=== Begin Enclosure ===

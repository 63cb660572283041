//! Cached status views and session-wide statistics.

use std::path::PathBuf;

use chrono::{DateTime, Utc};
use serde::{Deserialize, Serialize};

use crate::hash::InfoHash;

/// Lifecycle state of a torrent.
///
/// Transitions are driven exclusively by alerts; `Error` is terminal until
/// the torrent is removed and re-added.
#[derive(Debug, Clone, Copy, PartialEq, Eq, Hash, Serialize, Deserialize)]
#[serde(rename_all = "snake_case")]
pub enum TorrentState {
    /// Waiting for a queue slot.
    Queued,
    /// Verifying payload data on disk.
    CheckingFiles,
    /// Fetching metadata for a magnet-born torrent.
    DownloadingMetadata,
    /// Actively downloading payload data.
    Downloading,
    /// Download complete, not yet seeding.
    Finished,
    /// Serving payload data to peers.
    Seeding,
    /// Pre-allocating payload files.
    Allocating,
    /// Validating resume data before starting.
    CheckingResumeData,
    /// Suspended by the caller.
    Paused,
    /// Failed on a fatal alert.
    Error,
}

impl TorrentState {
    /// Snake-case string form, also used for persisted status columns.
    #[must_use]
    pub const fn as_str(&self) -> &'static str {
        match self {
            Self::Queued => "queued",
            Self::CheckingFiles => "checking_files",
            Self::DownloadingMetadata => "downloading_metadata",
            Self::Downloading => "downloading",
            Self::Finished => "finished",
            Self::Seeding => "seeding",
            Self::Allocating => "allocating",
            Self::CheckingResumeData => "checking_resume_data",
            Self::Paused => "paused",
            Self::Error => "error",
        }
    }

    /// Whether the state admits no further alert-driven transitions.
    #[must_use]
    pub const fn is_terminal(&self) -> bool {
        matches!(self, Self::Error)
    }
}

impl std::fmt::Display for TorrentState {
    fn fmt(&self, formatter: &mut std::fmt::Formatter<'_>) -> std::fmt::Result {
        formatter.write_str(self.as_str())
    }
}

/// Per-file slice of a torrent status.
#[derive(Debug, Clone, PartialEq, Serialize, Deserialize)]
pub struct FileStatus {
    /// Path relative to the save directory.
    pub path: String,
    /// File size in bytes.
    pub size: u64,
    /// Completion in `[0.0, 1.0]`.
    pub progress: f64,
    /// Download priority in `0..=7`.
    pub priority: u8,
}

/// Cached view the registry maintains per live torrent.
///
/// Refreshed on alert delivery and at the stats cadence.
#[derive(Debug, Clone, PartialEq, Serialize, Deserialize)]
pub struct TorrentStatus {
    /// Identity of the torrent.
    pub info_hash: InfoHash,
    /// Display name.
    pub name: String,
    /// Current lifecycle state.
    pub state: TorrentState,
    /// Total bytes wanted for completion.
    pub total_wanted: u64,
    /// Bytes downloaded so far.
    pub downloaded: u64,
    /// Bytes uploaded so far.
    pub uploaded: u64,
    /// Completion in `[0.0, 1.0]`.
    pub progress: f64,
    /// Current download payload rate in B/s.
    pub download_rate: u64,
    /// Current upload payload rate in B/s.
    pub upload_rate: u64,
    /// Connected seeders.
    pub seeders: u32,
    /// Connected leechers.
    pub leechers: u32,
    /// Total connected peers.
    pub peers: u32,
    /// Share ratio, `0.0` until bytes have been exchanged.
    pub ratio: f64,
    /// Whether the torrent is paused.
    pub paused: bool,
    /// Whether the payload finished downloading.
    pub finished: bool,
    /// Whether the torrent is seeding.
    pub seeding: bool,
    /// Save directory of the payload.
    pub save_path: PathBuf,
    /// Accumulated error text, when any alert reported one.
    pub error: Option<String>,
    /// Per-file status, empty until metadata is known.
    pub files: Vec<FileStatus>,
    /// When the torrent was admitted.
    pub added_at: DateTime<Utc>,
    /// When the payload completed, if it has.
    pub completed_at: Option<DateTime<Utc>>,
}

impl TorrentStatus {
    /// Fresh status for a newly admitted torrent.
    #[must_use]
    pub fn new(info_hash: InfoHash, name: impl Into<String>, save_path: PathBuf) -> Self {
        Self {
            info_hash,
            name: name.into(),
            state: TorrentState::Queued,
            total_wanted: 0,
            downloaded: 0,
            uploaded: 0,
            progress: 0.0,
            download_rate: 0,
            upload_rate: 0,
            seeders: 0,
            leechers: 0,
            peers: 0,
            ratio: 0.0,
            paused: false,
            finished: false,
            seeding: false,
            save_path,
            error: None,
            files: Vec::new(),
            added_at: Utc::now(),
            completed_at: None,
        }
    }
}

/// Session-wide statistics derived from the registry and alert counters.
#[derive(Debug, Clone, PartialEq, Default, Serialize, Deserialize)]
pub struct SessionStats {
    /// Number of live registry entries.
    pub total_torrents: u32,
    /// Entries that are not paused.
    pub active_torrents: u32,
    /// Active entries currently seeding.
    pub seeding_torrents: u32,
    /// Active entries downloading payload or metadata.
    pub downloading_torrents: u32,
    /// Entries currently paused.
    pub paused_torrents: u32,
    /// Total payload bytes received this session.
    pub total_downloaded: u64,
    /// Total payload bytes sent this session.
    pub total_uploaded: u64,
    /// Summed download payload rate in B/s.
    pub download_rate: u64,
    /// Summed upload payload rate in B/s.
    pub upload_rate: u64,
    /// Summed connected peers.
    pub total_peers: u32,
    /// `total_uploaded / total_downloaded` when the denominator is positive.
    pub global_ratio: f64,
    /// DHT routing table size from the last stats alert.
    pub dht_nodes: u32,
}

#[cfg(test)]
mod tests {
    use super::*;

    #[test]
    fn state_strings_are_snake_case() {
        assert_eq!(TorrentState::CheckingResumeData.to_string(), "checking_resume_data");
        assert_eq!(TorrentState::DownloadingMetadata.as_str(), "downloading_metadata");
    }

    #[test]
    fn only_error_is_terminal() {
        for state in [
            TorrentState::Queued,
            TorrentState::CheckingFiles,
            TorrentState::Downloading,
            TorrentState::Finished,
            TorrentState::Seeding,
            TorrentState::Paused,
        ] {
            assert!(!state.is_terminal());
        }
        assert!(TorrentState::Error.is_terminal());
    }

    #[test]
    fn serde_round_trips_state() -> anyhow::Result<()> {
        let json = serde_json::to_string(&TorrentState::DownloadingMetadata)?;
        assert_eq!(json, "\"downloading_metadata\"");
        let back: TorrentState = serde_json::from_str(&json)?;
        assert_eq!(back, TorrentState::DownloadingMetadata);
        Ok(())
    }

    #[test]
    fn fresh_status_starts_queued() {
        let hash = InfoHash::of_info_dict(b"d4:name4:demoe");
        let status = TorrentStatus::new(hash, "demo", PathBuf::from("/tmp"));
        assert_eq!(status.state, TorrentState::Queued);
        assert!(!status.paused);
        assert!(status.files.is_empty());
        assert!(status.completed_at.is_none());
    }
}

=== End Enclosure ===

**WHAT YOU WILL DO**: Using the entries, return every line where the word "PartialEq" can be found.

**FINISHED EXERCISE**:
#[derive(Debug, Clone, Copy, PartialEq, Eq, Hash, Serialize, Deserialize)]
#[derive(Debug, Clone, PartialEq, Serialize, Deserialize)]
#[derive(Debug, Clone, PartialEq, Serialize, Deserialize)]
#[derive(Debug, Clone, PartialEq, Default, Serialize, Deserialize)]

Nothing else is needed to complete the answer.